Norms are the rules and expectations by which a society guides the
behavior of its members.

Socialization prepares individuals to occupy statuses and roles


(Macionis 2012: 127– 128). Status refers a social position that a person
holds. An ascribed status is a social position a person receives at birth
or takes on involuntarily later in life. Examples of ascribed statuses
include being a daughter, a Filipino, a teenager, or a widower. Achieved
status refers to a social position a person takes on voluntarily that
reflects personal ability and effort. Achieved statuses include honors
student, athlete, nurse, software writer, and thief. Role refers to behavior
expected of someone who holds a particular status.

Gender role socialization


Sex refers to the biological characteristics distinguishing male and
female (Macionis 2012: 169). Sex is based on chromosomes, anatomy,
hormones, reproductive systems, and other physiological components.

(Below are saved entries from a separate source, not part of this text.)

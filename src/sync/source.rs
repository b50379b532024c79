//! External source records, events and the collaborators reconciliation consumes

use std::fmt;
use std::str::FromStr;
use serde::{Deserialize, Serialize};
use tracing::info;
use crate::{Error, Result};

/// Where a source record came from
#[derive(Debug, Clone, Copy, PartialEq, Eq, Hash, Default, Serialize, Deserialize)]
#[serde(rename_all = "snake_case")]
pub enum Origin {
    /// Declared outside this system
    #[default]
    External,
    /// Derived from a dataservice this system published itself
    SelfPublished,
}

impl Origin {
    pub fn as_str(&self) -> &'static str {
        match self {
            Origin::External => "external",
            Origin::SelfPublished => "self_published",
        }
    }
}

impl FromStr for Origin {
    type Err = Error;

    fn from_str(s: &str) -> Result<Self> {
        match s {
            "external" => Ok(Origin::External),
            "self_published" => Ok(Origin::SelfPublished),
            _ => Err(Error::Config(format!("unknown source origin '{}'", s))),
        }
    }
}

/// Desired-state record for one external data source
#[derive(Debug, Clone, PartialEq, Eq, Serialize, Deserialize)]
pub struct ExternalSource {
    /// Stable external identifier
    pub id: String,
    pub name: String,
    pub connection_type: String,
    pub translator: String,
    #[serde(default)]
    pub origin: Origin,
    /// `host:port` dialed when connecting
    #[serde(default, skip_serializing_if = "Option::is_none")]
    pub address: Option<String>,
}

impl ExternalSource {
    pub fn new(id: &str, connection_type: &str) -> Self {
        Self {
            id: id.to_string(),
            name: id.to_string(),
            connection_type: connection_type.to_string(),
            translator: connection_type.to_string(),
            origin: Origin::External,
            address: None,
        }
    }

    /// Content hash of every field; a change means the persisted copy is stale
    pub fn fingerprint(&self) -> String {
        let mut hasher = blake3::Hasher::new();
        for field in [
            self.id.as_str(),
            self.name.as_str(),
            self.connection_type.as_str(),
            self.translator.as_str(),
            self.origin.as_str(),
            self.address.as_deref().unwrap_or(""),
        ] {
            hasher.update(&(field.len() as u64).to_le_bytes());
            hasher.update(field.as_bytes());
        }
        hasher.finalize().to_hex().to_string()
    }
}

#[derive(Debug, Clone, Copy, PartialEq, Eq, Serialize, Deserialize)]
#[serde(rename_all = "lowercase")]
pub enum SourceAction {
    Created,
    Updated,
    Deleted,
}

impl SourceAction {
    pub fn as_str(&self) -> &'static str {
        match self {
            SourceAction::Created => "created",
            SourceAction::Updated => "updated",
            SourceAction::Deleted => "deleted",
        }
    }
}

impl FromStr for SourceAction {
    type Err = Error;

    fn from_str(s: &str) -> Result<Self> {
        match s {
            "created" => Ok(SourceAction::Created),
            "updated" => Ok(SourceAction::Updated),
            "deleted" => Ok(SourceAction::Deleted),
            _ => Err(Error::Config(format!("unknown source action '{}'", s))),
        }
    }
}

impl fmt::Display for SourceAction {
    fn fmt(&self, f: &mut fmt::Formatter<'_>) -> fmt::Result {
        write!(f, "{}", self.as_str())
    }
}

/// A change notification for one source. No ordering across identifiers.
#[derive(Debug, Clone, PartialEq, Eq, Serialize, Deserialize)]
pub struct SourceEvent {
    pub id: String,
    pub action: SourceAction,
}

/// A live connection opened for a source
#[derive(Debug, Clone, PartialEq, Eq, Serialize)]
pub struct ConnectionHandle {
    pub id: String,
    pub detail: String,
}

/// The external inventory of data sources.
///
/// `connect` and `disconnect` may block; implementations bound them with their own
/// timeouts and report failures as [`Error::ExternalSource`].
pub trait SourceInventory: Send + Sync {
    /// Point-in-time snapshot of every desired source
    fn list_desired(&self) -> Result<Vec<ExternalSource>>;

    fn fetch(&self, id: &str) -> Result<Option<ExternalSource>>;

    fn connect(&self, source: &ExternalSource) -> Result<ConnectionHandle>;

    fn disconnect(&self, id: &str) -> Result<()>;
}

#[derive(Debug, Clone, Copy, PartialEq, Eq, Serialize)]
#[serde(rename_all = "snake_case")]
pub enum RefreshMode {
    /// First materialization of a source
    MakeLive,
    /// Re-read metadata of a source that was already live
    Refresh,
}

impl RefreshMode {
    pub fn as_str(&self) -> &'static str {
        match self {
            RefreshMode::MakeLive => "make_live",
            RefreshMode::Refresh => "refresh",
        }
    }
}

/// Asks the metadata layer to (re)load a source's schema after it was added
pub trait MetadataRefresher: Send + Sync {
    fn request_refresh(&self, source: &ExternalSource, mode: RefreshMode) -> Result<()>;
}

/// Records refresh requests in the log only
#[derive(Debug, Clone, Copy, Default)]
pub struct LoggingRefresher;

impl MetadataRefresher for LoggingRefresher {
    fn request_refresh(&self, source: &ExternalSource, mode: RefreshMode) -> Result<()> {
        info!(source = %source.id, mode = mode.as_str(), "metadata refresh requested");
        Ok(())
    }
}

#[cfg(test)]
mod tests {
    use super::*;

    #[test]
    fn test_fingerprint_tracks_every_field() {
        let base = ExternalSource::new("pg1", "postgresql");
        let same = ExternalSource::new("pg1", "postgresql");
        assert_eq!(base.fingerprint(), same.fingerprint());

        let mut renamed = base.clone();
        renamed.name = "Postgres One".into();
        assert_ne!(base.fingerprint(), renamed.fingerprint());

        let mut moved = base.clone();
        moved.address = Some("db:5432".into());
        assert_ne!(base.fingerprint(), moved.fingerprint());
    }

    #[test]
    fn test_event_json() {
        let event: SourceEvent = serde_json::from_str(r#"{"id":"pg1","action":"deleted"}"#).unwrap();
        assert_eq!(event.action, SourceAction::Deleted);
        assert!(serde_json::from_str::<SourceEvent>(r#"{"id":"pg1","action":"renamed"}"#).is_err());
    }

    #[test]
    fn test_origin_defaults_to_external() {
        let source: ExternalSource = serde_json::from_str(
            r#"{"id":"pg1","name":"pg1","connection_type":"postgresql","translator":"postgresql"}"#,
        )
        .unwrap();
        assert_eq!(source.origin, Origin::External);
        assert_eq!("self_published".parse::<Origin>().unwrap(), Origin::SelfPublished);
    }
}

Gender refers to those social, cultural, and psychological traits linked to


males and females through particular social contexts. Sex makes us
male or female; gender makes us masculine or feminine. All the major
agents of socialization—family, peer groups, schools, and the mass
media—reinforce cultural definitions of what is feminine and
masculine. (Dionisio 1992: 1-2; Macionis 2012: 170).

Conformity and deviance (Macionis 2012: 194)

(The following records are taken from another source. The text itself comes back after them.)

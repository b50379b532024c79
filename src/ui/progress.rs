use indicatif::{ProgressBar, ProgressStyle};
use std::time::Duration;

/// Spinner for blocking work such as a reconciliation pass
pub struct Spinner {
    pb: ProgressBar,
}

impl Spinner {
    pub fn new(message: &str) -> Self {
        let pb = ProgressBar::new_spinner();
        if let Ok(style) = ProgressStyle::with_template("{spinner:.cyan} {msg} {elapsed:.dim}") {
            pb.set_style(style);
        }
        pb.set_message(message.to_string());
        if console::Term::stdout().is_term() {
            pb.enable_steady_tick(Duration::from_millis(100));
        }
        Self { pb }
    }

    pub fn finish_and_clear(&self) {
        self.pb.finish_and_clear();
    }
}
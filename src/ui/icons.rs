pub struct Icons;

impl Icons {
    pub const ROCKET: &str = "🚀";
    pub const CHECK: &str = "✅";
    pub const CROSS: &str = "❌";
    pub const WARN: &str = "⚠️";
    pub const INFO: &str = "ℹ️";
    pub const STATS: &str = "📊";
    pub const EYE: &str = "👀";
    pub const NEW: &str = "✨";
    pub const MOD: &str = "📝";
    pub const DEL: &str = "🗑️";
    pub const SKIP: &str = "⏭️";
    pub const PLUG: &str = "🔌";
    pub const TREE: &str = "🌳";
    pub const DATABASE: &str = "🗄️";
    pub const CLOCK: &str = "⏱️";
}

Every society is a system of social control, or attempts by
society to regulate people’s thoughts and behavior. Social
control encourages conformity to certain norms and
discourages deviance or norm breaking. Deviance range
from minor infractions, such as bad manners, to major
infractions, such as serious violence.

Norms that become specified and institutionalized are


called laws. Crime refers to the violation of the law.

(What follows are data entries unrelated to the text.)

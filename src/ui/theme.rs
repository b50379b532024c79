use owo_colors::Style;
use std::sync::OnceLock;

static THEME: OnceLock<Theme> = OnceLock::new();

#[derive(Debug, Clone)]
pub struct Theme {
    pub header: Style,
    pub success: Style,
    pub error: Style,
    pub warn: Style,
    pub info: Style,
    pub dim: Style,
    pub muted: Style,
    /// Node paths and source identifiers
    pub path: Style,
}

impl Theme {
    /// Colors only on a terminal, and never when `NO_COLOR` is set
    pub fn detect() -> Self {
        if std::env::var_os("NO_COLOR").is_some() || !console::Term::stdout().is_term() {
            return Self::plain();
        }
        Self::colored()
    }

    pub fn colored() -> Self {
        Self {
            header: Style::new().cyan().bold(),
            success: Style::new().green().bold(),
            error: Style::new().red().bold(),
            warn: Style::new().yellow().bold(),
            info: Style::new().magenta(),
            dim: Style::new().white().dimmed(),
            muted: Style::new().bright_black(),
            path: Style::new().blue(),
        }
    }

    pub fn plain() -> Self {
        Self {
            header: Style::new(),
            success: Style::new(),
            error: Style::new(),
            warn: Style::new(),
            info: Style::new(),
            dim: Style::new(),
            muted: Style::new(),
            path: Style::new(),
        }
    }
}

pub fn theme() -> &'static Theme {
    THEME.get_or_init(Theme::detect)
}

There is a lack of consensus in society regarding which


behaviors or traits are deviant. What is considered as
deviance will vary across time, places, and social groups.
How a society defines deviance, who is branded as deviant,
and what people decide to do about deviance all have to do
with the way society is organized.

The functions of deviance (Macionis 2012:


197).According to Emile Durkheim (1858–1917), deviance
performs the following functions:
 Affirms cultural norms and values. Deviance is
needed to define and support morality. There can be
no good without evil and no justice without crime.
 Clarifies moral boundaries. By defining some
individuals as deviant, people draw a boundary
between right and wrong.
 Brings people together. People typically react to
serious deviance with shared outrage, and in doing
so reaffirm the moral ties that bind them.
 Encourages social change. Deviant people suggest
alternatives to the status quo and encouraging
change.

Merton’s strain theory (Macionis 2012: 197–198). Robert


Merton (1910–2003) argued that the extent and type of
deviance people engage in depend on whether a society
provides the means (such as schooling and job
opportunities) to achieve cultural goals (such as financial
success). Conformity means achieving cultural goals
through approved means. However, the strain between the
cultural goal and the lack of opportunities to achieve these
goals using approved means may result in deviance. Merton
identifies four types of deviance: innovation, ritualism,
retreatism, and rebellion. Innovation involves using
unconventional means (for example, Steve Jobs, the
founder of the Apple computer company, and his
colleagues who, without support from big corporations,
worked in a garage to invent personal computers) rather
than conventional means (working for an established
computer company) to achieve a culturally approved goal
(wealth). In ritualism, people do not care much about the
goal (getting rich) but stick to the rules (the conventional
means) anyway in order to feel “respectable.” A third
response to the strain between the cultural goal and the
approved means is retreatism, rejecting both cultural goals
and conventional means so that a person in effect “drops
out.” The fourth response is rebellion. Like retreatists,
rebels reject both the cultural definition of success and the
conventional means of achieving it, but they provide
alternatives to the existing social order.

Enculturation
A child’s incorporation into his or her society through learning of the culture.